The 3rd Women of the Future Conference took place on Wednesday 29th November 2017. Over 170 young girls from 17 schools across Norfolk and Suffolk attended the unique event.
The Women of the Future Conference is an annual event, hosted by the John Innes Centre, designed to inspire the next generation of female STEMM (Science, Technology, Engineering, Maths and Medicine) professionals.
The event is specifically aimed at Year 10 girls, and aims to raise aspirations, broaden horizons and facilitate engagement with world class scientists and leaders and promote careers in STEMM subjects.
The lack of women in STEMM careers continues to be a real cause for concern for employers.
At the John Innes Centre we are committed to promoting equality and diversity for all our staff and students and in addition recognise the importance of inspiring the next generation of female STEMM professionals.
Having first been launched in 2015, this year’s event built on the success of the previous two conferences, giving the participants a great chance to meet and speak with more than 27 female role models and exhibitors from a diverse range of industries.
There was also fascinating line-up of speakers that included science author and presenter Dr Emily Grossman, Senior Advisor for Medical Applications at CERN Dr Manjit Dosanjh, and JIC Research Fellow Dr Philippa Borrill.
Esme, Flegg High School
Our day started with three inspirational talks from three very different women who work in science. They explained their job role, background and interest in science.

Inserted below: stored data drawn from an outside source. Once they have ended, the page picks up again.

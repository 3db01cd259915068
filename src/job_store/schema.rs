//! SQLite schema definitions for the mail job database.
//!
//! This module defines the tables for scheduled mail jobs and their
//! firing history.

use crate::sqlite_column;
use crate::sqlite_persistence::{Column, SqlType, Table, VersionedSchema};

// =============================================================================
// Version 1 - Mail jobs
// =============================================================================

/// Mail jobs table - one row per scheduled report job
const MAIL_JOBS_TABLE_V1: Table = Table {
    name: "mail_jobs",
    columns: &[
        sqlite_column!("id", &SqlType::Text, is_primary_key = true), // UUID
        sqlite_column!("report_type_id", &SqlType::Text, non_null = true),
        sqlite_column!("report_name", &SqlType::Text, non_null = true),
        sqlite_column!("email_recipient", &SqlType::Text, non_null = true),
        sqlite_column!("schedule_date", &SqlType::Text, non_null = true), // YYYY-MM-DD
        sqlite_column!("schedule_time", &SqlType::Text, non_null = true), // HH:MM:SS
        sqlite_column!("report_parameters", &SqlType::Text, non_null = true), // JSON
        sqlite_column!("report_format", &SqlType::Text, non_null = true),
        sqlite_column!("status", &SqlType::Text, non_null = true),
        sqlite_column!("is_recurring", &SqlType::Integer, non_null = true),
        sqlite_column!("recurrence_pattern", &SqlType::Text),
        sqlite_column!("next_fire_at", &SqlType::Text),
        sqlite_column!("created_at", &SqlType::Text, non_null = true), // RFC3339
    ],
    indices: &[
        ("idx_mail_jobs_status", "status"),
        ("idx_mail_jobs_next_fire_at", "next_fire_at"),
    ],
};

// =============================================================================
// Version 2 - Firing history
// =============================================================================

/// Mail job runs table - one row per firing of a job
const MAIL_JOB_RUNS_TABLE_V2: Table = Table {
    name: "mail_job_runs",
    columns: &[
        sqlite_column!("id", &SqlType::Integer, is_primary_key = true), // AUTOINCREMENT
        sqlite_column!("job_id", &SqlType::Text, non_null = true),
        sqlite_column!("started_at", &SqlType::Text, non_null = true),
        sqlite_column!("finished_at", &SqlType::Text),
        sqlite_column!("status", &SqlType::Text, non_null = true),
        sqlite_column!("error_message", &SqlType::Text),
        sqlite_column!("triggered_by", &SqlType::Text, non_null = true),
    ],
    indices: &[
        ("idx_mail_job_runs_job_id_started", "job_id, started_at DESC"),
        ("idx_mail_job_runs_status", "status"),
    ],
};

/// Migration from version 1 to version 2: add firing history table
fn migrate_v1_to_v2(conn: &rusqlite::Connection) -> anyhow::Result<()> {
    conn.execute(
        "CREATE TABLE mail_job_runs (
            id INTEGER PRIMARY KEY AUTOINCREMENT,
            job_id TEXT NOT NULL,
            started_at TEXT NOT NULL,
            finished_at TEXT,
            status TEXT NOT NULL,
            error_message TEXT,
            triggered_by TEXT NOT NULL
        )",
        [],
    )?;
    conn.execute(
        "CREATE INDEX idx_mail_job_runs_job_id_started ON mail_job_runs(job_id, started_at DESC)",
        [],
    )?;
    conn.execute(
        "CREATE INDEX idx_mail_job_runs_status ON mail_job_runs(status)",
        [],
    )?;
    Ok(())
}

// =============================================================================
// Versioned Schema Definition
// =============================================================================

/// All versioned schemas for the mail job database.
///
/// Version 1: Mail jobs table
/// Version 2: Firing history table
pub const MAIL_JOB_VERSIONED_SCHEMAS: &[VersionedSchema] = &[
    VersionedSchema {
        version: 1,
        tables: &[MAIL_JOBS_TABLE_V1],
        migration: None, // Initial version has no migration
    },
    VersionedSchema {
        version: 2,
        tables: &[MAIL_JOBS_TABLE_V1, MAIL_JOB_RUNS_TABLE_V2],
        migration: Some(migrate_v1_to_v2),
    },
];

Dr Philippa Borrill spoke first about her work with developing and changing wheats and grasses to make them more nutritious.
Then Dr Manjit Dosanjh, who works in cancer research, talked about some of the equipment she uses day to day and how she became interested in science.

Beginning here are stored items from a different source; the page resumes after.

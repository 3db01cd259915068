mod models;
mod schema;
mod sqlite_mail_job_store;

pub use models::*;
pub use schema::MAIL_JOB_VERSIONED_SCHEMAS;
pub use sqlite_mail_job_store::SqliteMailJobStore;

use anyhow::Result;
use chrono::{DateTime, Utc};

/// Persistence collaborator for scheduled mail jobs.
///
/// The scheduler engine only talks to this trait; the underlying storage
/// technology is irrelevant to it.
pub trait MailJobStore: Send + Sync {
    fn insert(&self, job: &ScheduledMailJob) -> Result<()>;
    fn get(&self, id: &str) -> Result<Option<ScheduledMailJob>>;
    fn list_all(&self) -> Result<Vec<ScheduledMailJob>>;
    fn list_by_status(&self, status: JobStatus) -> Result<Vec<ScheduledMailJob>>;
    /// Update a job's status and armed fire time in a single statement, so
    /// a concurrent cancel or delete can never observe a partial write.
    fn update_status(
        &self,
        id: &str,
        status: JobStatus,
        next_fire_at: Option<DateTime<Utc>>,
    ) -> Result<()>;
    fn delete(&self, id: &str) -> Result<bool>;

    // Firing history
    fn record_run_start(&self, job_id: &str, triggered_by: &str) -> Result<i64>;
    fn record_run_finish(
        &self,
        run_id: i64,
        status: RunStatus,
        error_message: Option<String>,
    ) -> Result<()>;
    fn get_runs(&self, job_id: &str, limit: usize) -> Result<Vec<MailJobRun>>;
    fn get_last_run(&self, job_id: &str) -> Result<Option<MailJobRun>>;
    fn list_recent_runs(&self, limit: usize) -> Result<Vec<MailJobRun>>;
    /// Mark runs left in `running` state by a previous process as failed.
    /// Called once at startup.
    fn mark_stale_runs_failed(&self) -> Result<usize>;
}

Finally Dr Emily Grossman gave her talk; “Too Sensitive for STEMM?”. Dr Grossman’s talk was quite different to the others, she talked about balancing her love for acting and science and explained how she believes there is no such thing as too sensitive for STEMM, and that the stereotype for a scientist being an old man who is focused and cold is wrong.

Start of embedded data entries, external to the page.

#[cfg(test)]
mod tests {
    use super::*;
    use chrono::{NaiveDate, NaiveTime};
    use tempfile::TempDir;

    struct TestStore {
        store: SqliteMailJobStore,
        _temp_dir: TempDir, // Keep temp dir alive
    }

    fn create_test_store() -> TestStore {
        let temp_dir = TempDir::new().unwrap();
        let db_path = temp_dir.path().join("mail_jobs.db");
        let store = SqliteMailJobStore::new(&db_path).unwrap();
        TestStore {
            store,
            _temp_dir: temp_dir,
        }
    }

    fn sample_job(recurrence: Option<RecurrencePattern>) -> ScheduledMailJob {
        ScheduledMailJob::create(
            "utilization",
            "Utilization Report",
            "plant-ops@example.com",
            NaiveDate::from_ymd_opt(2024, 1, 10).unwrap(),
            NaiveTime::from_hms_opt(9, 0, 0).unwrap(),
            serde_json::json!({"line_id": 3}),
            ReportFormat::Excel,
            recurrence,
        )
    }

    #[test]
    fn test_insert_and_get() {
        let test = create_test_store();
        let store = &test.store;

        let job = sample_job(Some(RecurrencePattern::Weekly));
        store.insert(&job).unwrap();

        let loaded = store.get(&job.id).unwrap().unwrap();
        assert_eq!(loaded.id, job.id);
        assert_eq!(loaded.report_type_id, "utilization");
        assert_eq!(loaded.report_name, "Utilization Report");
        assert_eq!(loaded.email_recipient, "plant-ops@example.com");
        assert_eq!(loaded.schedule_date, job.schedule_date);
        assert_eq!(loaded.schedule_time, job.schedule_time);
        assert_eq!(loaded.report_parameters, serde_json::json!({"line_id": 3}));
        assert_eq!(loaded.report_format, ReportFormat::Excel);
        assert_eq!(loaded.status, JobStatus::Scheduled);
        assert!(loaded.is_recurring);
        assert_eq!(loaded.recurrence_pattern, Some(RecurrencePattern::Weekly));
        assert!(loaded.next_fire_at.is_none());
    }

    #[test]
    fn test_get_nonexistent() {
        let test = create_test_store();
        assert!(test.store.get("no-such-id").unwrap().is_none());
    }

    #[test]
    fn test_list_by_status() {
        let test = create_test_store();
        let store = &test.store;

        let scheduled = sample_job(None);
        store.insert(&scheduled).unwrap();

        let done = sample_job(None);
        store.insert(&done).unwrap();
        store
            .update_status(&done.id, JobStatus::Completed, None)
            .unwrap();

        let jobs = store.list_by_status(JobStatus::Scheduled).unwrap();
        assert_eq!(jobs.len(), 1);
        assert_eq!(jobs[0].id, scheduled.id);

        let jobs = store.list_by_status(JobStatus::Completed).unwrap();
        assert_eq!(jobs.len(), 1);
        assert_eq!(jobs[0].id, done.id);

        assert_eq!(store.list_all().unwrap().len(), 2);
    }

    #[test]
    fn test_update_status_with_next_fire() {
        let test = create_test_store();
        let store = &test.store;

        let job = sample_job(Some(RecurrencePattern::Daily));
        store.insert(&job).unwrap();

        let next = Utc::now() + chrono::Duration::days(1);
        store
            .update_status(&job.id, JobStatus::Scheduled, Some(next))
            .unwrap();

        let loaded = store.get(&job.id).unwrap().unwrap();
        assert_eq!(loaded.status, JobStatus::Scheduled);
        let stored_next = loaded.next_fire_at.unwrap();
        assert_eq!(stored_next.timestamp(), next.timestamp());

        // Clearing the fire time on completion
        store
            .update_status(&job.id, JobStatus::Completed, None)
            .unwrap();
        let loaded = store.get(&job.id).unwrap().unwrap();
        assert_eq!(loaded.status, JobStatus::Completed);
        assert!(loaded.next_fire_at.is_none());
    }

    #[test]
    fn test_delete() {
        let test = create_test_store();
        let store = &test.store;

        let job = sample_job(None);
        store.insert(&job).unwrap();
        let run_id = store.record_run_start(&job.id, "schedule").unwrap();
        store
            .record_run_finish(run_id, RunStatus::Completed, None)
            .unwrap();

        assert!(store.delete(&job.id).unwrap());
        assert!(store.get(&job.id).unwrap().is_none());
        assert!(store.get_runs(&job.id, 10).unwrap().is_empty());

        // Deleting again returns false
        assert!(!store.delete(&job.id).unwrap());
    }

    #[test]
    fn test_record_run_start_and_finish() {
        let test = create_test_store();
        let store = &test.store;

        let job = sample_job(None);
        store.insert(&job).unwrap();

        let run_id = store.record_run_start(&job.id, "schedule").unwrap();
        assert!(run_id > 0);

        let last = store.get_last_run(&job.id).unwrap().unwrap();
        assert_eq!(last.status, RunStatus::Running);
        assert!(last.finished_at.is_none());
        assert_eq!(last.triggered_by, "schedule");

        store
            .record_run_finish(run_id, RunStatus::Completed, None)
            .unwrap();

        let last = store.get_last_run(&job.id).unwrap().unwrap();
        assert_eq!(last.status, RunStatus::Completed);
        assert!(last.finished_at.is_some());
        assert!(last.error_message.is_none());
    }

    #[test]
    fn test_run_failure_records_error() {
        let test = create_test_store();
        let store = &test.store;

        let job = sample_job(None);
        store.insert(&job).unwrap();

        let run_id = store.record_run_start(&job.id, "schedule").unwrap();
        store
            .record_run_finish(
                run_id,
                RunStatus::Failed,
                Some("collector exploded".to_string()),
            )
            .unwrap();

        let last = store.get_last_run(&job.id).unwrap().unwrap();
        assert_eq!(last.status, RunStatus::Failed);
        assert_eq!(last.error_message, Some("collector exploded".to_string()));
    }

    #[test]
    fn test_get_runs_limit() {
        let test = create_test_store();
        let store = &test.store;

        let job = sample_job(Some(RecurrencePattern::Daily));
        store.insert(&job).unwrap();

        for _ in 0..5 {
            let run_id = store.record_run_start(&job.id, "schedule").unwrap();
            store
                .record_run_finish(run_id, RunStatus::Completed, None)
                .unwrap();
        }

        let runs = store.get_runs(&job.id, 3).unwrap();
        assert_eq!(runs.len(), 3);

        let all = store.list_recent_runs(10).unwrap();
        assert_eq!(all.len(), 5);
    }

    #[test]
    fn test_mark_stale_runs_failed() {
        let test = create_test_store();
        let store = &test.store;

        let job = sample_job(None);
        store.insert(&job).unwrap();
        store.record_run_start(&job.id, "schedule").unwrap();
        store.record_run_start(&job.id, "schedule").unwrap();

        let count = store.mark_stale_runs_failed().unwrap();
        assert_eq!(count, 2);

        let last = store.get_last_run(&job.id).unwrap().unwrap();
        assert_eq!(last.status, RunStatus::Failed);
        assert!(last.error_message.unwrap().contains("server restart"));
    }

    #[test]
    fn test_reopen_existing_database() {
        let temp_dir = TempDir::new().unwrap();
        let db_path = temp_dir.path().join("mail_jobs.db");

        let job = sample_job(Some(RecurrencePattern::Monthly));
        {
            let store = SqliteMailJobStore::new(&db_path).unwrap();
            store.insert(&job).unwrap();
        }

        // Reopening validates the schema and keeps the data
        let store = SqliteMailJobStore::new(&db_path).unwrap();
        let loaded = store.get(&job.id).unwrap().unwrap();
        assert_eq!(loaded.recurrence_pattern, Some(RecurrencePattern::Monthly));
    }
}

Next we split into groups and took part in four different sessions; a Q&A session with Dr Emily Grossman, a poster session with PhD students, a ‘Heroines of Science’ presentation and an opportunity to meet STEM employers and talk about their jobs and opportunities.
The session I found most useful was being able to talk to the PhD students, being able to talk to them about their research projects has made me very interested in plant biology and the genetic engineering of plants. I now feel like I have a better idea of what I would like my future career to be and how to get there.
After lunch we had another session to meet the employers before going and meeting lots of women role models in different areas of science.
Being able to speak to scientists in small groups was interesting and allowed us to learn more about their individual jobs and projects. The day finished with a science chat on the sofa, the questions we had been able to write down on post it notes throughout the day were answered before the day was wrapped up and we came back home.
I found the day really helpful as before the Women of the Future day I had been struggling to decide on what job area I would like to go into. However now I have a much clearer idea.
I enjoyed the day and all the interactive experiences like the VR headset and building a bridge, I hope the day will happen again in the future so others can have the same experiences.
Women in STEMM
In October, we became the first UK institution to achieve the Athena SWAN Gold Award; an achievement that reflects an ongoing commitment to becoming a workplace where everyone is treated with fairness, dignity and respect.
John Innes Centre Youth Aspiration Champion, Samantha Fox said, “At the John Innes Centre we are absolutely committed to providing the best working environment for all our staff and that absolutely includes reaching out to young people to encourage more young girls to consider a career in STEMM”.
The Women of the Future conference is supported by the John Innes Centre, BBSRC, Intel, Carter, University of East Anglia, John Innes Foundation, Norwich Research Park and ResNet.